Lorsque finalement la Chine de Mao Zedong fait son entrée à l’Onu en 1971, c’est à la condition que Taïwan en soit expulsé et que Beijing soit seul à parler au nom de la nation chinoise.

Bref, en vertu du droit international, Taïwan fait toujours partie de la Chine.

Qu’il s’agisse de Taïwan et des (anciennes) régions autonomes de Hong Kong ou de Macao, la politique de la Chine a toujours reposé sur la conviction que le temps jouait en sa faveur. En somme, il suffisait d’attendre pour que, comme des fruits murs, ces territoires tombent d’eux-mêmes dans le giron chinois.

Ce fut le cas de Hong Kong et de Macao, rétrocédés à la Chine en 1997 et en 1999.

Reste Taïwan.

L’indépendance de Taïwan, un tabou

En 1947, avant la victoire du Parti communiste, l’ile de Taïwan était gouvernée de Nanjing (en Chine continentale) par le gouvernement de Tchang Kaï-check.

Or cette année-là, l’ile connut des épidémies de peste et de choléra, de même que des pénuries alimentaires. Tout cela provoqua des émeutes dont la répression par le Kuomintang fit trente-mille morts.

Deux ans plus tard, lorsque le gouvernement de Tchang Kaï-check s’exile à Taïwan, l’ile est peuplée de différents peuples hostiles pour qui les troupes de Tchang Kaï-check sont des envahisseurs.

Pendant les 38 ans qui suivirent — une période connue sous le nom de Terreur Blanche — l’ile fut placée sous le régime de la loi martiale. Aux yeux des Taïwanais, les régimes totalitaires du Kuomintang et celui de Mao Zedong semblaient bonnet blanc et blanc bonnet.
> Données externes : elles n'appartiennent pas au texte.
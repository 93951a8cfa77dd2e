//! Safety rules that keep important mail out of cleanup.
//!
//! The policy is evaluated before a message is scored and again on the
//! classifier's answer. A positive verdict can only add protection; nothing
//! the classifier returns can remove it.

use chrono::{DateTime, Utc};
use regex::{Regex, RegexBuilder};
use std::collections::BTreeSet;
use std::fmt;
use std::sync::Arc;

use crate::config::{AnalysisConfig, ClassRules, ConfigError};
use crate::domain::{AnalysisResult, Category, Message};

/// Result of evaluating the policy against one message.
#[derive(Debug, Clone, Default, PartialEq, Eq)]
pub struct SafetyVerdict {
    /// Whether the message must never be offered for deletion.
    pub safety_override: bool,
    /// Category implied by the matching rule, if any.
    pub forced_category: Option<Category>,
    /// Human-readable explanation of the match.
    pub reason: Option<String>,
}

impl SafetyVerdict {
    fn protected(category: Category, reason: String) -> Self {
        Self {
            safety_override: true,
            forced_category: Some(category),
            reason: Some(reason),
        }
    }
}

/// Why a message is or is not deletable.
#[derive(Debug, Clone, PartialEq)]
pub enum DeletionCheck {
    Deletable { score: f64, cutoff: f64 },
    NotAnalyzed,
    Protected { reason: String },
    AboveCutoff { score: f64, cutoff: f64 },
    TooRecent { age_hours: i64, min_hours: u32 },
}

impl DeletionCheck {
    pub fn is_deletable(&self) -> bool {
        matches!(self, DeletionCheck::Deletable { .. })
    }
}

impl fmt::Display for DeletionCheck {
    fn fmt(&self, f: &mut fmt::Formatter<'_>) -> fmt::Result {
        match self {
            DeletionCheck::Deletable { score, cutoff } => {
                write!(f, "deletable: score {score:.1} is below {cutoff:.1}")
            }
            DeletionCheck::NotAnalyzed => f.write_str("kept: not analyzed yet"),
            DeletionCheck::Protected { reason } => write!(f, "kept: protected ({reason})"),
            DeletionCheck::AboveCutoff { score, cutoff } => {
                write!(f, "kept: score {score:.1} is not below {cutoff:.1}")
            }
            DeletionCheck::TooRecent {
                age_hours,
                min_hours,
            } => write!(
                f,
                "kept: received {age_hours}h ago, younger than {min_hours}h"
            ),
        }
    }
}

#[derive(Debug)]
struct CompiledClass {
    category: Category,
    sender_domains: Vec<String>,
    sender_patterns: Vec<String>,
    subject_patterns: Vec<Regex>,
}

impl CompiledClass {
    fn compile(category: Category, rules: &ClassRules) -> Result<Self, ConfigError> {
        let lowered = |items: &[String]| {
            items
                .iter()
                .map(|s| s.trim().to_lowercase())
                .filter(|s| !s.is_empty())
                .collect::<Vec<_>>()
        };
        let subject_patterns = rules
            .subject_patterns
            .iter()
            .map(|pattern| {
                RegexBuilder::new(pattern)
                    .case_insensitive(true)
                    .build()
                    .map_err(|source| ConfigError::Pattern {
                        class: category.as_str(),
                        pattern: pattern.clone(),
                        source,
                    })
            })
            .collect::<Result<Vec<_>, _>>()?;

        Ok(Self {
            category,
            sender_domains: lowered(&rules.sender_domains),
            sender_patterns: lowered(&rules.sender_patterns),
            subject_patterns,
        })
    }

    fn matches(&self, address: &str, domain: Option<&str>, subject: &str) -> Option<String> {
        if let Some(domain) = domain {
            if let Some(rule) = self.sender_domains.iter().find(|d| domain_matches(domain, d)) {
                return Some(format!("sender domain matches {} rule {rule}", self.category));
            }
        }
        if let Some(rule) = self.sender_patterns.iter().find(|p| address.contains(p.as_str())) {
            return Some(format!("sender matches {} rule {rule}", self.category));
        }
        self.subject_patterns
            .iter()
            .find(|re| re.is_match(subject))
            .map(|re| format!("subject matches {} pattern {}", self.category, re.as_str()))
    }
}

/// `domain` equals `rule` or is one of its subdomains.
fn domain_matches(domain: &str, rule: &str) -> bool {
    domain == rule
        || domain
            .strip_suffix(rule)
            .is_some_and(|prefix| prefix.ends_with('.'))
}

/// Compiled safety rules.
#[derive(Debug)]
pub struct SafetyPolicy {
    config: Arc<AnalysisConfig>,
    classes: Vec<CompiledClass>,
    vip_senders: BTreeSet<String>,
    vip_domains: Vec<String>,
}

impl SafetyPolicy {
    /// Compiles the rules in `config`.
    pub fn new(config: Arc<AnalysisConfig>) -> Result<Self, ConfigError> {
        let classes = config
            .safety_rules
            .classes()
            .into_iter()
            .map(|(category, rules)| CompiledClass::compile(category, rules))
            .collect::<Result<Vec<_>, _>>()?;

        let vip_senders = config
            .vip_senders
            .iter()
            .map(|s| s.trim().to_lowercase())
            .collect();
        let vip_domains = config
            .vip_domains
            .iter()
            .map(|s| s.trim().trim_start_matches('@').to_lowercase())
            .collect();

        Ok(Self {
            config,
            classes,
            vip_senders,
            vip_domains,
        })
    }

    pub fn config(&self) -> &AnalysisConfig {
        &self.config
    }

    /// Evaluates the sender and subject rules.
    ///
    /// Protected classes are checked in order (security, financial, medical),
    /// then the VIP lists. The first match wins.
    pub fn evaluate(&self, message: &Message) -> SafetyVerdict {
        let address = message.sender_address();
        let domain = message.sender_domain();

        for class in &self.classes {
            if let Some(reason) = class.matches(&address, domain.as_deref(), &message.subject) {
                return SafetyVerdict::protected(class.category, reason);
            }
        }

        if self.vip_senders.contains(&address) {
            return SafetyVerdict::protected(Category::Personal, "sender is a VIP".to_string());
        }
        if let Some(domain) = domain.as_deref() {
            if let Some(vip) = self.vip_domains.iter().find(|d| domain_matches(domain, d)) {
                return SafetyVerdict::protected(
                    Category::Personal,
                    format!("sender domain {vip} is a VIP domain"),
                );
            }
        }

        SafetyVerdict::default()
    }

    /// Combines the rule verdict with the classifier's category.
    ///
    /// A rule match supplies the category. Otherwise a classifier category
    /// listed as protected still sets the override.
    pub fn adjudicate(&self, message: &Message, classifier_category: Category) -> SafetyVerdict {
        self.apply_category(self.evaluate(message), classifier_category)
    }

    /// Second half of [`adjudicate`](Self::adjudicate), for callers that
    /// evaluated the rules before scoring.
    pub fn apply_category(
        &self,
        verdict: SafetyVerdict,
        classifier_category: Category,
    ) -> SafetyVerdict {
        if verdict.safety_override {
            return verdict;
        }
        if self.config.protected_categories.contains(&classifier_category) {
            return SafetyVerdict {
                safety_override: true,
                forced_category: None,
                reason: Some(format!("category {classifier_category} is protected")),
            };
        }
        verdict
    }

    /// Explains whether `message` may be offered for deletion below `cutoff`.
    ///
    /// Rules are re-evaluated here so a rule added after scoring still
    /// protects the message.
    pub fn check_deletion(
        &self,
        message: &Message,
        analysis: Option<&AnalysisResult>,
        cutoff: f64,
        now: DateTime<Utc>,
    ) -> DeletionCheck {
        let Some(analysis) = analysis else {
            return DeletionCheck::NotAnalyzed;
        };

        if analysis.safety_override {
            let reason = analysis
                .safety_reason
                .clone()
                .unwrap_or_else(|| "safety override".to_string());
            return DeletionCheck::Protected { reason };
        }
        let verdict = self.evaluate(message);
        if verdict.safety_override {
            return DeletionCheck::Protected {
                reason: verdict.reason.unwrap_or_default(),
            };
        }

        if analysis.score.is_nan() || analysis.score >= cutoff {
            return DeletionCheck::AboveCutoff {
                score: analysis.score,
                cutoff,
            };
        }

        let min_hours = self.config.min_message_age_hours;
        if min_hours > 0 {
            let age_hours = (now - message.received_at).num_hours();
            if age_hours < i64::from(min_hours) {
                return DeletionCheck::TooRecent {
                    age_hours,
                    min_hours,
                };
            }
        }

        DeletionCheck::Deletable {
            score: analysis.score,
            cutoff,
        }
    }
}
En 1986 eut lieu la première élection présidentielle au suffrage universel. En 2000, le Kuomintang perd le pouvoir et le nouveau président entreprend la consolidation de l’identité taïwanaise.

Quelques élections plus tard, Mme Tsai Ing-wen est élue à la présidence à partir d’un programme politique où transpire l’aspiration à la sécession avec Beijing.

Après une gestion autoritaire de la pandémie — moins contraignante toutefois que la politique Zéro Covid de Beijing — Taïwan leva presque toutes les restrictions sanitaires en mai 2022.

Cette liberté retrouvée fut soulignée par les dirigeants taïwanais comme un avantage d’être citoyen d’un pays libre.

Pour tous ceux qui n’ont jamais connu la dictature de Tchang Kaï-check, qui ont accès librement à la technologie occidentale et qui passent quotidiennement des heures sur les médias sociaux, il est inconcevable que leur ile puisse un jour être dirigée par le Parti communiste chinois.

Pour Beijing, il n’est plus certain que le temps joue en sa faveur.

Toutefois, un peu à l’image du Québec, l’opinion des Taïwanais est ambivalente. S’ils rejettent massivement la réunification politique de la Chine, ils rejettent aussi majoritairement son contraire, soit une indépendance qu’ils jugent imprudente dans la mesure où ils craignent qu’elle provoque l’invasion de l’ile par l’armée chinoise.

Pour une majorité de Taïwanais, l’idéal est un statuquo dont la durée serait indéfinie.

En 2022, 28,7 % des Taïwanais souhaitaient le maintien de statuquo avec la possibilité d’en décider autrement plus tard, 28,5 % voulaient le prolongement indéfini du statuquo, et 25,4 % souhaitaient le maintien du statuquo pour l’instant, mais tout en travaillant à une indépendance éventuelle.

Des relations commerciales protectrices

Dans les années qui suivirent l’avènement des microordinateurs personnels, les clones d’IBM-PC étaient tous fabriqués à Taïwan.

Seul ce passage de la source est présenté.